The advantages of using cloud can also be dependent on the organisations being merged or acquired, as Dassault Systèmes found in 2010 when it bought part of the product lifecycle management business of IBM. ‘We were able to move the funds overnight in 27 countries and move very fast and close the deal,’ recalls John Colleemallay, director of treasury and financing at Dassault Systèmes, which was helped by its standardisation on SaaS treasury software (from Kyriba) and SWIFT messaging for bank transactions, as this supported centralised cash pooling and a reduction in the number of bank relationships the group needs to sustain.
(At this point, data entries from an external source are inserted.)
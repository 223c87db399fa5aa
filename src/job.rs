//! # Print Jobs
//!
//! A [`PrintJob`] is one request's worth of output: an optional image and the
//! text printed under it. [`execute`] sends it to a [`PrinterSink`] as
//!
//! ```text
//! text("\n") ──► image (if any) ──► text ──► cut
//! ```
//!
//! repeated `copies` times, and closes the sink exactly once afterwards
//! whether or not the body succeeded.

use tracing::{info, warn};

use crate::error::{PromptslipError, Result};
use crate::render::Bitmap;
use crate::sanitize::sanitize;
use crate::sink::PrinterSink;

/// Spacer printed before each copy.
const SPACER: &str = "\n";

/// Image and text for one print.
#[derive(Debug, Clone, Default)]
pub struct PrintJob {
    pub image: Option<Bitmap>,
    pub text: String,
}

impl PrintJob {
    pub fn new(image: Option<Bitmap>, text: impl Into<String>) -> Self {
        Self {
            image,
            text: text.into(),
        }
    }

    pub fn text(text: impl Into<String>) -> Self {
        Self::new(None, text)
    }
}

#[derive(Debug, Clone, Copy, PartialEq, Eq)]
pub struct JobOptions {
    /// Printer width in dots. Images must match it exactly.
    pub width: u32,
    /// How many times the job is printed.
    pub copies: u32,
}

impl Default for JobOptions {
    fn default() -> Self {
        Self {
            width: crate::printer::PrinterConfig::PAPER_80MM.width_dots,
            copies: 1,
        }
    }
}

/// Print `job` and close the sink.
///
/// ## Errors
///
/// The first error from the body is returned after `close` has run. A close
/// error is returned only when the body succeeded; otherwise it is logged.
pub fn execute(sink: &mut dyn PrinterSink, job: &PrintJob, options: &JobOptions) -> Result<()> {
    let body = print_copies(sink, job, options);
    let closed = sink.close();

    match (body, closed) {
        (Ok(()), Ok(())) => {
            info!(copies = options.copies, image = job.image.is_some(), "Print job complete");
            Ok(())
        }
        (Ok(()), Err(e)) => Err(e),
        (Err(e), Ok(())) => Err(e),
        (Err(e), Err(close_err)) => {
            warn!(error = %close_err, "Failed to close printer after error");
            Err(e)
        }
    }
}

fn print_copies(sink: &mut dyn PrinterSink, job: &PrintJob, options: &JobOptions) -> Result<()> {
    if let Some(image) = &job.image {
        if image.width() != options.width {
            return Err(PromptslipError::InvalidImage(format!(
                "image is {} dots wide, printer expects {}",
                image.width(),
                options.width
            )));
        }
    }

    let text = sanitize(&job.text);
    for _ in 0..options.copies {
        sink.text(SPACER)?;
        if let Some(image) = &job.image {
            sink.image(image)?;
        }
        sink.text(&text)?;
        sink.cut()?;
    }
    Ok(())
}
So, while cloud techniques and technologies can have a significant impact on the success of any post M&A project to integrate information and communications infrastructures, how extensive this is, will depend on the organisations involved in the M&A, their existing IT infrastructures, their planned post merger IT infrastructure, and how effectively they utilise the integration tools at their disposal – and how thoroughly they perform their pre-M&A due diligence. The following points remain significant in the success (or otherwise) of the post-merger IT implementation whatever mixture of on premise systems and public, private and hybrid cloud resources comprises the infrastructures involved:

  • The questions that get asked about IT during pre-M&A due diligence are at least as important as the answers.
  • IT is an organisational bellwether. If it isn’t providing the information the organisation needs pre-M&A, then post-M&A integration will be the least of your problems.
  • The quality of information and how well it is used in managing and running the companies are critical factors in the functioning of the post-M&A entity.
  • Larger companies typically force their IT systems onto smaller acquisitions but cloud means that the status quo can be trumped by agility and adaptability.
  • M&As are an opportunity to gain competitive advantage by creating a more flexible, efficient and cost-effective IT operation and service model.

Lesley Meall is a freelance journalist and editor. She has been writing about accountancy, business and technology for more years than she cares to remember, and before this, at some point in the dim and distant past, she used to be a software engineer.